Nov. 29 (Bloomberg) -- Brazil’s consumer-loan default rate in October remained at the highest level in nearly three years, even as lending rates fell to a record low in the world’s second-biggest emerging market.
The consumer default rate remained at 7.9 percent for the fourth straight month, the central bank said in a report distributed today in Brasilia. That matches the steepest level since November, 2009. The company loan default rate rose to 4.1 percent from 4 percent a month ago.
President Dilma Rousseff’s administration has sought to lower household debt burdens as part of efforts to spark a rebound in Brazil’s $2.5 trillion economy, which is forecast to grow the slowest among major emerging markets this year. Government officials have pressured banks to cut loan rates and expand credit, while Rousseff in September called on them to bring profits down to “civilized” levels.
Policy makers continue to say that higher income, near record-low unemployment and increased bank selectivity will drive default rates lower this year. “The most critical moment has passed,” Tulio Maciel, head of the central bank’s economic research department, told reporters in Brasilia, adding that default rates will fall this year.
In June, central bank President Alexandre Tombini said default rates would fall through the remainder of 2012. So far that hasn’t occurred.
Strong labor market conditions will help reduce consumer default rates, said Jankiel Santos, chief economist at Banco Espirito Santo de Investimentos.
“We should see a decline in the next few months,” Santos said in a telephone interview from Sao Paulo. “After a period of increases, I see the current stability as a positive precursor for numbers that should be released in the next few months.”
Last month, Rousseff signed legislation establishing a bureau that will assign credit scores by tracking factors including consumers’ debt-to-income ratios and payment punctuality.

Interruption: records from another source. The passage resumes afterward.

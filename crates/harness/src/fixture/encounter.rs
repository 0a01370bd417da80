//! Encounter fixtures

use serde_json::{json, Map, Value};

use super::FixtureKind;
use crate::tag::UniquenessTag;

const ACT_CODE_SYSTEM: &str = "http://terminology.hl7.org/CodeSystem/v3-ActCode";

#[derive(Debug, Clone)]
pub struct EncounterOptions {
    pub subject: String,
    pub id: Option<String>,
    pub status: Option<String>,
    /// v3 ActCode, e.g. `AMB` or `IMP`
    pub class_code: Option<String>,
    pub period_start: Option<String>,
    pub period_end: Option<String>,
    pub service_provider: Option<String>,
    pub identifier: Vec<Value>,
    pub extra: Map<String, Value>,
}

impl EncounterOptions {
    pub fn new(subject: impl Into<String>) -> Self {
        Self {
            subject: subject.into(),
            id: None,
            status: None,
            class_code: None,
            period_start: None,
            period_end: None,
            service_provider: None,
            identifier: Vec::new(),
            extra: Map::new(),
        }
    }

    pub fn status(mut self, status: impl Into<String>) -> Self {
        self.status = Some(status.into());
        self
    }

    pub fn class_code(mut self, code: impl Into<String>) -> Self {
        self.class_code = Some(code.into());
        self
    }

    pub fn period(mut self, start: impl Into<String>, end: Option<String>) -> Self {
        self.period_start = Some(start.into());
        self.period_end = end;
        self
    }

    pub fn service_provider(mut self, reference: impl Into<String>) -> Self {
        self.service_provider = Some(reference.into());
        self
    }
}

impl FixtureKind for EncounterOptions {
    const RESOURCE_TYPE: &'static str = "Encounter";

    fn defaults(&self, _tag: &UniquenessTag) -> Map<String, Value> {
        let mut body = Map::new();
        body.insert("status".into(), json!("finished"));
        body.insert("class".into(), json!({ "system": ACT_CODE_SYSTEM, "code": "AMB" }));
        body
    }

    fn overrides(&self) -> Map<String, Value> {
        let mut body = Map::new();
        body.insert("subject".into(), json!({ "reference": self.subject }));
        if let Some(status) = &self.status {
            body.insert("status".into(), json!(status));
        }
        if let Some(code) = &self.class_code {
            body.insert("class".into(), json!({ "system": ACT_CODE_SYSTEM, "code": code }));
        }
        if let Some(start) = &self.period_start {
            let mut period = Map::new();
            period.insert("start".into(), json!(start));
            if let Some(end) = &self.period_end {
                period.insert("end".into(), json!(end));
            }
            body.insert("period".into(), Value::Object(period));
        }
        if let Some(provider) = &self.service_provider {
            body.insert("serviceProvider".into(), json!({ "reference": provider }));
        }
        body.extend(self.extra.clone());
        body
    }

    fn identifiers(&self) -> &[Value] {
        &self.identifier
    }

    fn id(&self) -> Option<&str> {
        self.id.as_deref()
    }
}
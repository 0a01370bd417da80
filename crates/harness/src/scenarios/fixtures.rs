//! Fixture lifecycle and tag scoping

use async_trait::async_trait;

use super::{ids, patients};
use crate::check;
use crate::error::HarnessResult;
use crate::fixture::{
    EncounterOptions, Fixture, OrganizationOptions, PatientOptions, PractitionerOptions,
    ValueSetOptions,
};
use crate::request::RequestSpec;
use crate::runner::{Scenario, ScenarioContext};
use crate::search::SearchOptions;

/// Created resources come back with the fields that were sent
pub struct FixtureEcho;

#[async_trait]
impl Scenario for FixtureEcho {
    fn name(&self) -> &'static str {
        "fixture-echo"
    }

    fn description(&self) -> &'static str {
        "created fixtures echo every submitted field and keep the tag identifier"
    }

    fn tags(&self) -> &'static [&'static str] {
        &["smoke", "fixtures"]
    }

    async fn run(&self, ctx: &mut ScenarioContext) -> HarnessResult<()> {
        let factory = &ctx.factory;
        let patient = factory
            .patient(
                PatientOptions::new()
                    .family(ctx.tag.label("Echo"))
                    .given("Ada")
                    .gender("female")
                    .birth_date("1970-01-01"),
            )
            .await?;
        let organization = factory.organization(OrganizationOptions::new()).await?;
        let practitioner = factory
            .practitioner(PractitionerOptions::new().family(ctx.tag.label("Echo")))
            .await?;
        let encounter = factory
            .encounter(
                EncounterOptions::new(patient.reference())
                    .service_provider(organization.reference()),
            )
            .await?;
        let value_set = factory.value_set(ValueSetOptions::new().version("1.0.0")).await?;

        for fixture in [&patient, &organization, &practitioner, &encounter, &value_set] {
            let diverging = fixture.diverging_fields();
            check::ensure(
                diverging.is_empty(),
                format!("{} did not echo {:?}", fixture.reference(), diverging),
            )?;
            check_tagged(fixture, ctx.factory.tag_system(), ctx.tag.as_str())?;
        }

        let read = ctx
            .client
            .execute(RequestSpec::get(patient.reference()).authorized())
            .await?;
        check::status(&read, 200)?;
        check::equal(read.resource_id(), Some(patient.id.as_str()), "read id")
    }
}

fn check_tagged(fixture: &Fixture, system: &str, tag: &str) -> HarnessResult<()> {
    let tagged = fixture
        .get("identifier")
        .and_then(|v| v.as_array())
        .map(|ids| {
            ids.iter()
                .any(|id| id["system"] == system && id["value"] == tag)
        })
        .unwrap_or(false);
    check::ensure(
        tagged,
        format!("{} lost its tag identifier", fixture.reference()),
    )
}

/// The configured known resource can be put in place and read back
pub struct KnownResource;

#[async_trait]
impl Scenario for KnownResource {
    fn name(&self) -> &'static str {
        "known-resource"
    }

    fn description(&self) -> &'static str {
        "the configured known resource exists after create-or-replace"
    }

    fn tags(&self) -> &'static [&'static str] {
        &["smoke", "fixtures"]
    }

    async fn run(&self, ctx: &mut ScenarioContext) -> HarnessResult<()> {
        let anchor = ctx.factory.anchor(&ctx.capabilities).await?;
        check::equal(
            anchor.reference().as_str(),
            ctx.capabilities.known_resource(),
            "anchor reference",
        )?;

        let read = ctx
            .client
            .execute(RequestSpec::get(anchor.reference()).authorized())
            .await?;
        check::status(&read, 200)
    }
}

/// A tagged search sees the scenario's fixtures and nothing else
pub struct TaggedRoundTrip;

#[async_trait]
impl Scenario for TaggedRoundTrip {
    fn name(&self) -> &'static str {
        "tagged-round-trip"
    }

    fn description(&self) -> &'static str {
        "a tagged search returns exactly the fixtures created under that tag"
    }

    fn tags(&self) -> &'static [&'static str] {
        &["smoke", "search"]
    }

    async fn run(&self, ctx: &mut ScenarioContext) -> HarnessResult<()> {
        let created = patients(&ctx.factory, 2).await?;

        // a sibling group under a derived tag must not leak into the search
        let sibling = ctx.factory.with_tag(ctx.tag.child("other"));
        patients(&sibling, 1).await?;

        let record = ctx
            .search
            .search_tagged("Patient", &ctx.tag, &SearchOptions::default())
            .await?;
        check::success(&record)?;
        let bundle = record.bundle()?;
        for entry in bundle.match_entries() {
            let tagged = entry
                .resource
                .as_ref()
                .and_then(|r| r.get("identifier"))
                .and_then(|v| v.as_array())
                .is_some_and(|ids| ids.iter().any(|id| id["value"] == ctx.tag.as_str()));
            check::ensure(
                tagged,
                format!("entry {:?} does not carry the tag", entry.resource_id()),
            )?;
        }
        check::same_ids(&bundle.match_ids(), &ids(&created), "tagged search")
    }
}

/// Repeating a search returns the same matches
pub struct IdempotentSearch;

#[async_trait]
impl Scenario for IdempotentSearch {
    fn name(&self) -> &'static str {
        "idempotent-search"
    }

    fn description(&self) -> &'static str {
        "the same tagged search twice yields the same match set"
    }

    fn tags(&self) -> &'static [&'static str] {
        &["search"]
    }

    async fn run(&self, ctx: &mut ScenarioContext) -> HarnessResult<()> {
        patients(&ctx.factory, 3).await?;
        let options = SearchOptions::default();

        let first = ctx.search.search_tagged("Patient", &ctx.tag, &options).await?;
        check::success(&first)?;
        let second = ctx.search.search_tagged("Patient", &ctx.tag, &options).await?;
        check::success(&second)?;

        let first_ids = first.bundle()?.match_ids();
        check::equal(first_ids.len(), 3, "matches")?;
        check::same_ids(&second.bundle()?.match_ids(), &first_ids, "repeated search")
    }
}
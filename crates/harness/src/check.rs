//! Small expectation helpers for scenario bodies
//!
//! Each returns `HarnessError::AssertionFailed` so a scenario can bail out
//! with `?` and the runner reports the message alongside the interaction log.

use std::fmt::Debug;

use crate::error::{HarnessError, HarnessResult};
use crate::response::{truncate, ResponseRecord};

pub fn ensure(condition: bool, message: impl Into<String>) -> HarnessResult<()> {
    if condition {
        Ok(())
    } else {
        Err(HarnessError::AssertionFailed(message.into()))
    }
}

pub fn equal<T: PartialEq + Debug>(actual: T, expected: T, what: &str) -> HarnessResult<()> {
    if actual == expected {
        Ok(())
    } else {
        Err(HarnessError::AssertionFailed(format!(
            "{}: expected {:?}, got {:?}",
            what, expected, actual
        )))
    }
}

pub fn status(record: &ResponseRecord, expected: u16) -> HarnessResult<()> {
    if record.status == i32::from(expected) {
        Ok(())
    } else {
        Err(HarnessError::AssertionFailed(format!(
            "expected status {}, got {}: {}",
            expected,
            record.status,
            truncate(&record.body_text, 500)
        )))
    }
}

pub fn success(record: &ResponseRecord) -> HarnessResult<()> {
    ensure(
        record.success,
        format!(
            "expected a 2xx response, got {}: {}",
            record.status,
            truncate(&record.body_text, 500)
        ),
    )
}

/// Status in the 4xx range
pub fn client_error(record: &ResponseRecord) -> HarnessResult<()> {
    ensure(
        (400..500).contains(&record.status),
        format!("expected a 4xx response, got {}", record.status),
    )
}

/// Same ids regardless of order, duplicates included
pub fn same_ids(actual: &[String], expected: &[String], what: &str) -> HarnessResult<()> {
    let mut a: Vec<&String> = actual.iter().collect();
    let mut e: Vec<&String> = expected.iter().collect();
    a.sort();
    e.sort();
    if a == e {
        Ok(())
    } else {
        Err(HarnessError::AssertionFailed(format!(
            "{}: expected ids {:?}, got {:?}",
            what, e, a
        )))
    }
}

#[cfg(test)]
mod tests {
    use super::*;
    use crate::response::Outcome;

    #[test]
    fn test_equal_message() {
        let err = equal(3, 5, "entries").unwrap_err();
        assert_eq!(err.to_string(), "Assertion failed: entries: expected 5, got 3");
    }

    #[test]
    fn test_status_helpers() {
        let record = ResponseRecord::from_outcome(&Outcome::Response {
            status: 404,
            headers: Default::default(),
            body: "nope".into(),
        });
        assert!(status(&record, 404).is_ok());
        assert!(status(&record, 200).is_err());
        assert!(success(&record).is_err());
        assert!(client_error(&record).is_ok());
    }

    #[test]
    fn test_same_ids_ignores_order() {
        let a = vec!["1".to_string(), "2".to_string()];
        let b = vec!["2".to_string(), "1".to_string()];
        assert!(same_ids(&a, &b, "ids").is_ok());
        assert!(same_ids(&a, &b[..1], "ids").is_err());
    }

    #[test]
    fn test_same_ids_counts_duplicates() {
        let ids = |v: &[&str]| v.iter().map(|s| s.to_string()).collect::<Vec<_>>();
        assert!(same_ids(&ids(&["a", "a", "b"]), &ids(&["a", "b", "b"]), "ids").is_err());
        assert!(same_ids(&ids(&["b", "a", "a"]), &ids(&["a", "b", "a"]), "ids").is_ok());
    }
}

The law repealed rules allowing credit-card insurers to only gather data on defaults and delinquencies.
Brazilian banks are reporting mixed results in efforts to reduce default levels. Banco do Brasil increased provisions for bad loans to 3.76 billion reais ($1.8 billion) in the third quarter from 3.68 billion reais in the prior period and 3.26 billion reais last year, the bank said in a Nov. 8 regulatory filing. Itau Unibanco Holding SA and Banco Bradesco SA, Latin America’s largest and second-largest banks by market value respectively, said last month delinquencies through the third quarter fell for the first time since 2010.

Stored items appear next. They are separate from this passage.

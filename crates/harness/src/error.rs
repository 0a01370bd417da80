//! Error types for the search harness

use thiserror::Error;

#[derive(Error, Debug)]
pub enum HarnessError {
    #[error("Invalid request URL '{url}': {reason}")]
    InvalidUrl { url: String, reason: String },

    #[error("Token provider failed: {0}")]
    Token(String),

    #[error("Fixture setup failed: {kind} returned status {status}: {body}")]
    Setup {
        kind: String,
        status: i32,
        body: String,
    },

    #[error("Link resolution failed for '{url}': {reason}")]
    LinkResolution { url: String, reason: String },

    #[error("Pagination stopped after {0} pages without reaching the last page")]
    PageLimit(usize),

    #[error("Assertion failed: {0}")]
    AssertionFailed(String),

    #[error("Invalid configuration: {0}")]
    InvalidConfig(String),

    #[error("Scenario not found: {0}")]
    ScenarioNotFound(String),

    #[error("IO error: {0}")]
    Io(#[from] std::io::Error),

    #[error("JSON error: {0}")]
    Json(#[from] serde_json::Error),

    #[error("TOML error: {0}")]
    Toml(#[from] toml::de::Error),

    #[error("HTTP client error: {0}")]
    Http(#[from] reqwest::Error),
}

impl HarnessError {
    /// Whether this error came from a failed expectation rather than from the
    /// harness itself.
    pub fn is_assertion(&self) -> bool {
        matches!(self, HarnessError::AssertionFailed(_))
    }
}

pub type HarnessResult<T> = Result<T, HarnessError>;
use crate::config::BlobTextConfig;
use crate::core::{
    Classifier, ContentKind, DecodeError, DecodeResult, EncodingResolver, TextDocument,
    hex_preview,
};
use crate::fs::{ByteSource, DirSource};
use crate::policy::FallbackPolicy;
use anyhow::{Context, Result};
use serde::Serialize;
use std::io::Write;
use std::path::Path;
use tracing::{debug, info};

/// Human readable size, one decimal place.
pub fn format_size(size_bytes: u64) -> String {
    let mut size = size_bytes as f64;
    for unit in ["B", "KB", "MB"] {
        if size < 1024.0 {
            return format!("{:.1} {}", size, unit);
        }
        size /= 1024.0;
    }
    format!("{:.1} GB", size)
}

/// Fetch-and-decode pipeline with the extension fallback policy applied
#[derive(Debug, Clone)]
pub struct TextReader {
    pub resolver: EncodingResolver,
    pub policy: FallbackPolicy,
    pub primary: String,
    pub default_fallbacks: Vec<String>,
}

impl Default for TextReader {
    fn default() -> Self {
        Self {
            resolver: EncodingResolver::default(),
            policy: FallbackPolicy::default(),
            primary: "utf-8".to_string(),
            default_fallbacks: crate::core::decode::default_fallbacks(),
        }
    }
}

impl TextReader {
    pub fn from_config(config: &BlobTextConfig) -> Result<Self> {
        Ok(Self {
            resolver: config.resolver()?,
            policy: config.fallback_policy(),
            primary: config.primary_encoding.clone(),
            default_fallbacks: config.fallback_encodings.clone(),
        })
    }

    pub fn classifier(&self) -> &Classifier {
        &self.resolver.classifier
    }

    /// Decodes already fetched bytes; `name` only feeds the extension policy.
    pub fn decode_bytes(
        &self,
        name: &str,
        data: &[u8],
        primary: Option<&str>,
        fallbacks: &[String],
    ) -> Result<DecodeResult, DecodeError> {
        let primary = primary.unwrap_or(&self.primary);
        let fallbacks = self
            .policy
            .resolve(name, primary, fallbacks, &self.default_fallbacks);
        debug!(name, primary, ?fallbacks, "decoding");
        self.resolver.decode(data, primary, &fallbacks)
    }

    pub fn read_text(
        &self,
        source: &dyn ByteSource,
        name: &str,
        primary: Option<&str>,
        fallbacks: &[String],
    ) -> Result<TextDocument> {
        let data = source.fetch(name)?;
        let requested = primary.unwrap_or(&self.primary).to_string();
        let decoded = self.decode_bytes(name, &data, Some(requested.as_str()), fallbacks)?;

        let doc = TextDocument {
            name: name.to_string(),
            text: decoded.text,
            encoding: decoded.encoding,
            requested_encoding: requested,
        };
        if doc.fell_back() {
            info!(
                name,
                used = %doc.encoding,
                requested = %doc.requested_encoding,
                "decoded with fallback encoding"
            );
        }
        Ok(doc)
    }
}

#[derive(Debug, Serialize)]
struct Classification<'a> {
    name: &'a str,
    kind: ContentKind,
    size: u64,
    signature: Option<&'a str>,
    control_bytes: usize,
}

#[derive(Debug, Serialize)]
struct BinaryReport<'a> {
    name: &'a str,
    kind: ContentKind,
    size: u64,
    head: String,
}

fn write_json<W: Write, T: Serialize>(out: &mut W, value: &T) -> Result<()> {
    serde_json::to_writer_pretty(&mut *out, value)?;
    writeln!(out)?;
    Ok(())
}

/// Options shared by the CLI commands
#[derive(Debug, Clone, Default)]
pub struct RunOptions {
    pub json: bool,
    pub encoding: Option<String>,
    pub fallbacks: Vec<String>,
    pub max_preview: usize,
}

pub fn run_list<W: Write>(
    config: &BlobTextConfig,
    prefix: Option<&str>,
    limit: usize,
    json: bool,
    out: &mut W,
) -> Result<()> {
    let source = DirSource::new(&config.root, config.ignore_patterns.clone());
    let names = source.list(prefix)?;

    if json {
        return write_json(out, &names);
    }

    writeln!(
        out,
        "Found {} object(s) under {:?} prefix={}",
        names.len(),
        source.root(),
        prefix.unwrap_or("(none)")
    )?;
    for name in names.iter().take(limit) {
        writeln!(out, " - {}", name)?;
    }
    if names.len() > limit {
        writeln!(out, "... and {} more", names.len() - limit)?;
    }
    Ok(())
}

pub fn run_classify<W: Write>(
    config: &BlobTextConfig,
    file: &Path,
    json: bool,
    out: &mut W,
) -> Result<()> {
    let data = std::fs::read(file).with_context(|| format!("Failed to read file: {:?}", file))?;
    let classifier = config.classifier()?;
    let name = file.to_string_lossy();

    let report = Classification {
        name: &name,
        kind: classifier.classify(&data),
        size: data.len() as u64,
        signature: classifier
            .matching_signature(&data)
            .map(|s| s.name.as_str()),
        control_bytes: classifier.control_bytes(&data),
    };

    if json {
        return write_json(out, &report);
    }
    match report.signature {
        Some(sig) => writeln!(out, "{} ({} signature)", report.kind, sig)?,
        None => writeln!(out, "{}", report.kind)?,
    }
    Ok(())
}

pub fn run_decode<W: Write>(
    config: &BlobTextConfig,
    file: &Path,
    opts: &RunOptions,
    out: &mut W,
) -> Result<()> {
    let data = std::fs::read(file).with_context(|| format!("Failed to read file: {:?}", file))?;
    let reader = TextReader::from_config(config)?;
    let name = file.to_string_lossy();
    let requested = opts.encoding.as_deref().unwrap_or(&reader.primary).to_string();

    let decoded = reader.decode_bytes(&name, &data, Some(requested.as_str()), &opts.fallbacks)?;
    let doc = TextDocument {
        name: name.to_string(),
        text: decoded.text,
        encoding: decoded.encoding,
        requested_encoding: requested,
    };
    show_document(&doc, opts, out)
}

/// Reads an object through the local source; binary content is reported
/// instead of failing.
pub fn run_read<W: Write>(
    config: &BlobTextConfig,
    name: &str,
    opts: &RunOptions,
    out: &mut W,
) -> Result<()> {
    let source = DirSource::new(&config.root, config.ignore_patterns.clone());
    let reader = TextReader::from_config(config)?;

    let err = match reader.read_text(&source, name, opts.encoding.as_deref(), &opts.fallbacks) {
        Ok(doc) => return show_document(&doc, opts, out),
        Err(err) => err,
    };
    if !matches!(
        err.downcast_ref::<DecodeError>(),
        Some(DecodeError::BinaryContent { .. })
    ) {
        return Err(err);
    }

    let data = source.fetch(name)?;
    let report = BinaryReport {
        name,
        kind: reader.classifier().classify(&data),
        size: data.len() as u64,
        head: hex_preview(&data, 32),
    };
    if opts.json {
        return write_json(out, &report);
    }
    writeln!(out, "Detected binary content: {}", report.name)?;
    writeln!(out, "Content type: {}", report.kind)?;
    writeln!(out, "Size: {}", format_size(report.size))?;
    writeln!(out, "First 32 bytes (hex): {}", report.head)?;
    Ok(())
}

fn show_document<W: Write>(doc: &TextDocument, opts: &RunOptions, out: &mut W) -> Result<()> {
    if opts.json {
        return write_json(out, doc);
    }

    if doc.fell_back() {
        writeln!(
            out,
            "Note: decoded using {} (not {})",
            doc.encoding, doc.requested_encoding
        )?;
    }

    let total = doc.text.chars().count();
    let preview: String = doc.text.chars().take(opts.max_preview).collect();
    writeln!(out, "{}", "-".repeat(40))?;
    writeln!(out, "{}", preview)?;
    if total > opts.max_preview {
        writeln!(out, "... ({} chars total)", total)?;
    }
    writeln!(out, "{}", "-".repeat(40))?;
    Ok(())
}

Brazil’s average rate on loans declined in October to 29.3 percent from 29.9 percent in September. Average rates on consumer loans fell to 35.4 percent, the lowest on record, from 35.8 percent the month prior. Rates on corporate loans dropped to 22.1 percent from 22.6 percent.

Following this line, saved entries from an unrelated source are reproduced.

//! Decode-retry loop: primary encoding first, then each fallback in order.

use super::classify::Classifier;
use super::encoding::Codec;
use super::types::{DecodeResult, hex_preview};
use thiserror::Error;
use tracing::{debug, warn};

pub const DEFAULT_FALLBACKS: &[&str] = &["latin1", "cp1252", "ascii"];

const BINARY_PREVIEW_BYTES: usize = 20;
const EXHAUSTED_PREVIEW_BYTES: usize = 100;

#[derive(Debug, Error, Clone, PartialEq, Eq)]
pub enum DecodeError {
    #[error(
        "content appears to be binary data, not text (first bytes: {preview}); read it as raw bytes instead"
    )]
    BinaryContent { preview: String },

    #[error(
        "failed to decode content as text, tried encodings: {}; first bytes: {preview}",
        .attempted.join(", ")
    )]
    Exhausted {
        attempted: Vec<String>,
        preview: String,
    },
}

pub fn default_fallbacks() -> Vec<String> {
    DEFAULT_FALLBACKS.iter().map(|s| s.to_string()).collect()
}

/// Gates on the classifier, then tries candidate encodings in priority order
#[derive(Debug, Clone, Default)]
pub struct EncodingResolver {
    pub classifier: Classifier,
}

impl EncodingResolver {
    pub fn new(classifier: Classifier) -> Self {
        Self { classifier }
    }

    /// An empty `fallbacks` slice means the default list.
    pub fn decode<S: AsRef<str>>(
        &self,
        data: &[u8],
        primary: &str,
        fallbacks: &[S],
    ) -> Result<DecodeResult, DecodeError> {
        if self.classifier.classify(data).is_binary() {
            return Err(DecodeError::BinaryContent {
                preview: hex_preview(data, BINARY_PREVIEW_BYTES),
            });
        }

        let fallbacks: Vec<&str> = if fallbacks.is_empty() {
            DEFAULT_FALLBACKS.to_vec()
        } else {
            fallbacks.iter().map(AsRef::as_ref).collect()
        };

        let candidates = std::iter::once(primary).chain(fallbacks.iter().copied());
        for label in candidates.clone() {
            let Some(codec) = Codec::for_label(label) else {
                warn!(encoding = label, "unknown encoding label, skipping");
                continue;
            };
            match codec.decode(data) {
                Some(text) => {
                    debug!(encoding = label, codec = codec.name(), "decoded");
                    return Ok(DecodeResult::new(text, label));
                }
                None => debug!(encoding = label, "decode attempt failed"),
            }
        }

        Err(DecodeError::Exhausted {
            attempted: candidates.map(String::from).collect(),
            preview: hex_preview(data, EXHAUSTED_PREVIEW_BYTES),
        })
    }
}

/// Decodes with the default classifier.
pub fn safe_decode<S: AsRef<str>>(
    data: &[u8],
    primary: &str,
    fallbacks: &[S],
) -> Result<DecodeResult, DecodeError> {
    EncodingResolver::default().decode(data, primary, fallbacks)
}

#[cfg(test)]
mod tests {
    use super::*;

    const NONE: &[&str] = &[];

    #[test]
    fn test_valid_utf8_uses_primary() {
        let result = safe_decode("héllo wörld".as_bytes(), "utf-8", NONE).unwrap();
        assert_eq!(result.into_parts(), ("héllo wörld".to_string(), "utf-8".to_string()));
    }

    #[test]
    fn test_latin1_fallback() {
        let result = safe_decode(b"caf\xe9", "utf-8", &["latin1"]).unwrap();
        assert_eq!(result.text, "café");
        assert_eq!(result.encoding, "latin1");
    }

    #[test]
    fn test_default_fallbacks_pick_latin1() {
        let result = safe_decode(b"na\xefve r\xe9sum\xe9", "utf-8", NONE).unwrap();
        assert_eq!(result.encoding, "latin1");
        assert_eq!(result.text, "naïve résumé");
    }

    #[test]
    fn test_label_is_returned_verbatim() {
        let result = safe_decode(b"caf\xe9", "UTF-8", &["Windows_1252"]).unwrap();
        assert_eq!(result.encoding, "Windows_1252");
    }

    #[test]
    fn test_binary_is_rejected_before_decoding() {
        let err = safe_decode(b"\x89PNG\r\n\x1a\n", "latin1", NONE).unwrap_err();
        assert_eq!(
            err,
            DecodeError::BinaryContent {
                preview: "89504e470d0a1a0a".to_string()
            }
        );
    }

    #[test]
    fn test_binary_preview_is_bounded() {
        let data = vec![0u8; 64];
        match safe_decode(&data, "utf-8", NONE) {
            Err(DecodeError::BinaryContent { preview }) => assert_eq!(preview.len(), 40),
            other => panic!("expected binary error, got {:?}", other),
        }
    }

    #[test]
    fn test_exhausted_lists_every_attempt() {
        // odd length keeps utf-16 from accepting it
        let err = safe_decode(b"caf\xe9!", "utf-8", &["ascii", "utf-16"]).unwrap_err();
        match err {
            DecodeError::Exhausted { attempted, preview } => {
                assert_eq!(attempted, vec!["utf-8", "ascii", "utf-16"]);
                assert_eq!(preview, "636166e921");
            }
            other => panic!("expected exhausted error, got {:?}", other),
        }
    }

    #[test]
    fn test_unknown_label_counts_as_failed_attempt() {
        let err = safe_decode(b"caf\xe9", "klingon", &["ascii"]).unwrap_err();
        assert!(matches!(
            err,
            DecodeError::Exhausted { ref attempted, .. } if attempted == &["klingon", "ascii"]
        ));

        let ok = safe_decode(b"plain", "klingon", &["ascii"]).unwrap();
        assert_eq!(ok.encoding, "ascii");
    }

    #[test]
    fn test_empty_input() {
        let result = safe_decode(b"", "utf-8", NONE).unwrap();
        assert_eq!(result.into_parts(), (String::new(), "utf-8".to_string()));
    }

    #[test]
    fn test_error_messages() {
        let err = DecodeError::Exhausted {
            attempted: vec!["utf-8".into(), "ascii".into()],
            preview: "e9".into(),
        };
        assert_eq!(
            err.to_string(),
            "failed to decode content as text, tried encodings: utf-8, ascii; first bytes: e9"
        );
    }
}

Outstanding credit rose 1.4 percent in October from September to 2.3 trillion reais ($1.1 trillion), the central bank said today. Credit expanded 16.6 percent from a year ago.
Government officials have said stimulus measures are sparking stronger growth. Foreign direct investment in October exceeded economists’ forecasts, while retail sales increased in September for the fourth straight month. Even though industrial production dropped in September, officials have said output will be positive in October.
The government expects third quarter growth to reach 1.2 percent, while gross domestic product will expand at least 4 percent next year, Finance Minister Guido Mantega said Nov. 23.
Swap rates on the contract maturing in January 2014, the most traded in Sao Paulo today, rose three basis points, or 0.03 percentage point, to 7.32 percent at 12:27 p.m. local time. The real weakened 0.6 percent to 2.1061 per U.S. dollar.